Dari Balik Jendela
Karya: Tia Wastiana
Neiva duduk termenung di depan meja belajarnya. Kedua bola matanya terarah ke balik jendela yang menampilkan lenggang jalanan belakang rumahnya yang ditumbuhi rumput-rumput liar. Pikirannya terus berkelana menelusuri segala hal yang terlintas. Dalam sepi, Neiva teringat ibunya yang terakhir kali ia lihat dibawa oleh orang-orang berseragam putih.
“Kenapa ibu dibawa mereka?” tanya Neiva pada Kak Aira saat itu.
“Ibu mau dibawa ke Pak Dokter,” jawab Kak Aira dulu.
Neiva mengangguk saja, meski hatinya tak rela. Di waktu itu juga Neiva, Kak Aira, dan bapak ikut dibawa pergi, tapi tidak pergi ke tempat yang sama dengan ibu. Empat belas hari kemudian mereka kembali ke rumah, ibu tidak ikut kembali ke rumah. Kemana ibu? Kak Aira terus menangis dan bapak juga terlihat begitu sedih. Neiva bertanya, Kak Aira dan bapak hanya menjawab ibu sudah pergi. Neiva sudah berumur sembilan tahun, tentu saja ia sudah cukup mengerti bahwa ibunya sudah tidak ada.
Sejenak Neiva mengalihkan pandangannya ke arah pot kecil berisi tanaman yang tak kunjung ditumbuhi bunga. Ibunya sangat suka menikmati harum bunga, dan Neiva suka keindahannya. Setiap minggu biasanya ibu akan mengajak Neiva dan Kak Aira ke taman bunga dekat taman kota. Di sana mereka bisa bebas menikmati indah dan harum bunga, memetik satu bunga terbaik. Sayang sekali, semua kenangan taman bunga itu ikut pergi bersama kepergian ibu, bersamaan juga dengan tertutupnya kebebasan keramaian. Ibu bahkan tidak bisa mencium harum bunga di saat-saat terakhirnya. Neiva juga tidak pernah bisa menaburkan indah bunga di atas makam ibunya.

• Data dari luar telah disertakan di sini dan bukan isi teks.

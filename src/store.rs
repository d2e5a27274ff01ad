//! Document-store gateway over a SQLite workspace file.
//!
//! The admin surface addresses records by hierarchical paths
//! (`schoolData/2025-2026/kelas-iii/teacherProfile`). They are stored in a
//! single `documents` table keyed by (parent, doc_id), with the JSON payload
//! as text. Collection order is insertion order (rowid); upserts keep the
//! original rowid so the order survives edits.

use std::path::Path;

use rusqlite::{Connection, OptionalExtension};
use serde_json::Value;
use thiserror::Error;
use uuid::Uuid;

/// The only two failure kinds callers distinguish: a missing target for an
/// update/delete, and everything else (storage unreachable or corrupt).
#[derive(Debug, Error)]
pub enum StoreError {
    #[error("document not found: {0}")]
    NotFound(String),
    #[error("store failure: {0}")]
    Transport(String),
}

impl From<rusqlite::Error> for StoreError {
    fn from(e: rusqlite::Error) -> Self {
        StoreError::Transport(e.to_string())
    }
}

impl From<serde_json::Error> for StoreError {
    fn from(e: serde_json::Error) -> Self {
        StoreError::Transport(e.to_string())
    }
}

#[derive(Debug, Clone, Copy, PartialEq, Eq)]
pub enum WriteMode {
    Replace,
    Merge,
}

#[derive(Debug, Clone)]
pub struct Document {
    pub id: String,
    pub data: Value,
}

#[derive(Debug, Clone)]
pub enum BatchOp {
    Put { path: String, data: Value },
    Delete { path: String },
}

pub struct Store {
    conn: Connection,
}

pub fn open_store(workspace: &Path) -> anyhow::Result<Store> {
    std::fs::create_dir_all(workspace)?;
    let db_path = workspace.join("sekolah.sqlite3");
    let conn = Connection::open(db_path)?;

    conn.execute(
        "CREATE TABLE IF NOT EXISTS documents(
            parent TEXT NOT NULL,
            doc_id TEXT NOT NULL,
            data TEXT NOT NULL,
            PRIMARY KEY(parent, doc_id)
        )",
        [],
    )?;
    conn.execute(
        "CREATE INDEX IF NOT EXISTS idx_documents_parent ON documents(parent)",
        [],
    )?;

    Ok(Store { conn })
}

/// "a/b/c" -> ("a/b", "c"). Every addressable path has at least two
/// segments; a bare segment is a programming error surfaced as Transport.
fn split_path(path: &str) -> Result<(&str, &str), StoreError> {
    path.rsplit_once('/')
        .filter(|(parent, id)| !parent.is_empty() && !id.is_empty())
        .ok_or_else(|| StoreError::Transport(format!("malformed document path: {path}")))
}

/// Shallow field merge: every top-level key of `patch` overwrites or adds;
/// untouched stored fields stay as they are.
fn merge_fields(base: &mut Value, patch: &Value) {
    match (base.as_object_mut(), patch.as_object()) {
        (Some(obj), Some(p)) => {
            for (k, v) in p {
                obj.insert(k.clone(), v.clone());
            }
        }
        _ => *base = patch.clone(),
    }
}

impl Store {
    pub fn read_doc(&self, path: &str) -> Result<Option<Value>, StoreError> {
        let (parent, doc_id) = split_path(path)?;
        let raw: Option<String> = self
            .conn
            .query_row(
                "SELECT data FROM documents WHERE parent = ? AND doc_id = ?",
                (parent, doc_id),
                |row| row.get(0),
            )
            .optional()?;
        match raw {
            Some(s) => Ok(Some(serde_json::from_str(&s)?)),
            None => Ok(None),
        }
    }

    pub fn write_doc(&self, path: &str, data: &Value, mode: WriteMode) -> Result<(), StoreError> {
        match mode {
            WriteMode::Replace => {
                let (parent, doc_id) = split_path(path)?;
                upsert(&self.conn, parent, doc_id, data)?;
                Ok(())
            }
            WriteMode::Merge => {
                let (parent, doc_id) = split_path(path)?;
                let tx = self.conn.unchecked_transaction()?;
                let existing: Option<String> = tx
                    .query_row(
                        "SELECT data FROM documents WHERE parent = ? AND doc_id = ?",
                        (parent, doc_id),
                        |row| row.get(0),
                    )
                    .optional()?;
                let merged = match existing {
                    Some(s) => {
                        let mut current: Value = serde_json::from_str(&s)?;
                        merge_fields(&mut current, data);
                        current
                    }
                    // Merge onto nothing creates the doc, as a Firestore
                    // set-with-merge does.
                    None => data.clone(),
                };
                upsert(&tx, parent, doc_id, &merged)?;
                tx.commit()?;
                Ok(())
            }
        }
    }

    pub fn read_collection(&self, parent: &str) -> Result<Vec<Document>, StoreError> {
        let mut stmt = self.conn.prepare(
            "SELECT doc_id, data FROM documents WHERE parent = ? ORDER BY rowid",
        )?;
        let docs = stmt
            .query_map([parent], |row| {
                let id: String = row.get(0)?;
                let raw: String = row.get(1)?;
                Ok((id, raw))
            })?
            .collect::<Result<Vec<_>, _>>()?;

        let mut out = Vec::with_capacity(docs.len());
        for (id, raw) in docs {
            out.push(Document {
                id,
                data: serde_json::from_str(&raw)?,
            });
        }
        Ok(out)
    }

    /// Create a doc under `parent` with a store-assigned id.
    pub fn add_doc(&self, parent: &str, data: &Value) -> Result<String, StoreError> {
        let id = Uuid::new_v4().to_string();
        self.conn.execute(
            "INSERT INTO documents(parent, doc_id, data) VALUES(?, ?, ?)",
            (parent, &id, serde_json::to_string(data)?),
        )?;
        Ok(id)
    }

    /// Shallow-merge `patch` into an existing doc; NotFound if absent.
    pub fn update_doc(&self, path: &str, patch: &Value) -> Result<(), StoreError> {
        let (parent, doc_id) = split_path(path)?;
        let tx = self.conn.unchecked_transaction()?;
        let existing: Option<String> = tx
            .query_row(
                "SELECT data FROM documents WHERE parent = ? AND doc_id = ?",
                (parent, doc_id),
                |row| row.get(0),
            )
            .optional()?;
        let Some(raw) = existing else {
            return Err(StoreError::NotFound(path.to_string()));
        };
        let mut current: Value = serde_json::from_str(&raw)?;
        merge_fields(&mut current, patch);
        tx.execute(
            "UPDATE documents SET data = ? WHERE parent = ? AND doc_id = ?",
            (serde_json::to_string(&current)?, parent, doc_id),
        )?;
        tx.commit()?;
        Ok(())
    }

    /// Idempotent at this layer; returns whether a row actually went away so
    /// callers that need NotFound semantics can impose them.
    pub fn delete_doc(&self, path: &str) -> Result<bool, StoreError> {
        let (parent, doc_id) = split_path(path)?;
        let n = self.conn.execute(
            "DELETE FROM documents WHERE parent = ? AND doc_id = ?",
            (parent, doc_id),
        )?;
        Ok(n > 0)
    }

    /// All-or-nothing write batch.
    pub fn batch(&self, ops: &[BatchOp]) -> Result<(), StoreError> {
        let tx = self.conn.unchecked_transaction()?;
        for op in ops {
            match op {
                BatchOp::Put { path, data } => {
                    let (parent, doc_id) = split_path(path)?;
                    upsert(&tx, parent, doc_id, data)?;
                }
                BatchOp::Delete { path } => {
                    let (parent, doc_id) = split_path(path)?;
                    tx.execute(
                        "DELETE FROM documents WHERE parent = ? AND doc_id = ?",
                        (parent, doc_id),
                    )?;
                }
            }
        }
        tx.commit()?;
        Ok(())
    }

    /// Read-or-seed in one transaction: returns the stored doc if present,
    /// otherwise persists `seed()` and returns it. First-access seeding is
    /// exactly-once even with two daemons on the same workspace.
    pub fn create_if_absent<F>(&self, path: &str, seed: F) -> Result<Value, StoreError>
    where
        F: FnOnce() -> Value,
    {
        let (parent, doc_id) = split_path(path)?;
        let tx = self.conn.unchecked_transaction()?;
        let existing: Option<String> = tx
            .query_row(
                "SELECT data FROM documents WHERE parent = ? AND doc_id = ?",
                (parent, doc_id),
                |row| row.get(0),
            )
            .optional()?;
        if let Some(raw) = existing {
            return Ok(serde_json::from_str(&raw)?);
        }
        let value = seed();
        tx.execute(
            "INSERT INTO documents(parent, doc_id, data) VALUES(?, ?, ?)",
            (parent, doc_id, serde_json::to_string(&value)?),
        )?;
        tx.commit()?;
        tracing::debug!(path, "seeded document on first read");
        Ok(value)
    }

    /// Collection analogue of `create_if_absent`: bulk-insert `docs` (with
    /// store-assigned ids, in order) only if the collection is empty, in one
    /// transaction. Returns whether seeding happened.
    pub fn seed_collection_if_empty(
        &self,
        parent: &str,
        docs: &[Value],
    ) -> Result<bool, StoreError> {
        let tx = self.conn.unchecked_transaction()?;
        let count: i64 = tx.query_row(
            "SELECT COUNT(*) FROM documents WHERE parent = ?",
            [parent],
            |row| row.get(0),
        )?;
        if count > 0 {
            return Ok(false);
        }
        for data in docs {
            tx.execute(
                "INSERT INTO documents(parent, doc_id, data) VALUES(?, ?, ?)",
                (parent, Uuid::new_v4().to_string(), serde_json::to_string(data)?),
            )?;
        }
        tx.commit()?;
        tracing::debug!(parent, rows = docs.len(), "seeded collection on first read");
        Ok(true)
    }
}

fn upsert(conn: &Connection, parent: &str, doc_id: &str, data: &Value) -> Result<(), StoreError> {
    conn.execute(
        "INSERT INTO documents(parent, doc_id, data) VALUES(?, ?, ?)
         ON CONFLICT(parent, doc_id) DO UPDATE SET data = excluded.data",
        (parent, doc_id, serde_json::to_string(data)?),
    )?;
    Ok(())
}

Tangan Neiva menyentuh kaca jendela kamarnya yang tertutup. Seperti malam ini, sebelum tidur, dari balik jendela ini Neiva biasa duduk termenung di depan meja belajarnya, memandang lekat langit, awan, bintang-bintang, jalan-jalan lenggang, rumput-rumput liar, dan apapun yang terlihat oleh matanya. Neiva selalu hanyut dalam kesedihan. Ia memimpikan kehidupannya sebelum semua ini terjadi. Sekolah, teman, tempat bermain, indah dan harum bunga, juga ibunya.
Kak Aira memberikan Neiva satu pot tamanan bunga itu, sebagai ganti kenangan taman bunga ibu. “Satu pot tanaman ini tidak akan sebanding dengan indah satu taman bunga, tapi kamu tetap akan merasakan keindahannya jika kamu mau menerimanya,” kata Kak Aira saat memberikannya. Neiva mau menerimanya, ia tahu rumah mereka tak punya cukup lahan untuk membuat taman bunga. Dengan antusias Neiva merawat pot itu, ia tidak sabar untuk menikmati kembali indah bunga, tidak apa hanya satu. Namun berhari-hari, berminggu-minggu, bunga itu tidak juga tumbuh. Beberapa kali tamanan itu hampir mati tanpa tumbuh bunga. Kali ini Neiva menyerah, sepertinya ia tidak akan bisa menikmati indah bunga, seperti ia yang saat ini tidak bisa lagi bertemu ibunya dan menikmati indah dunia luar.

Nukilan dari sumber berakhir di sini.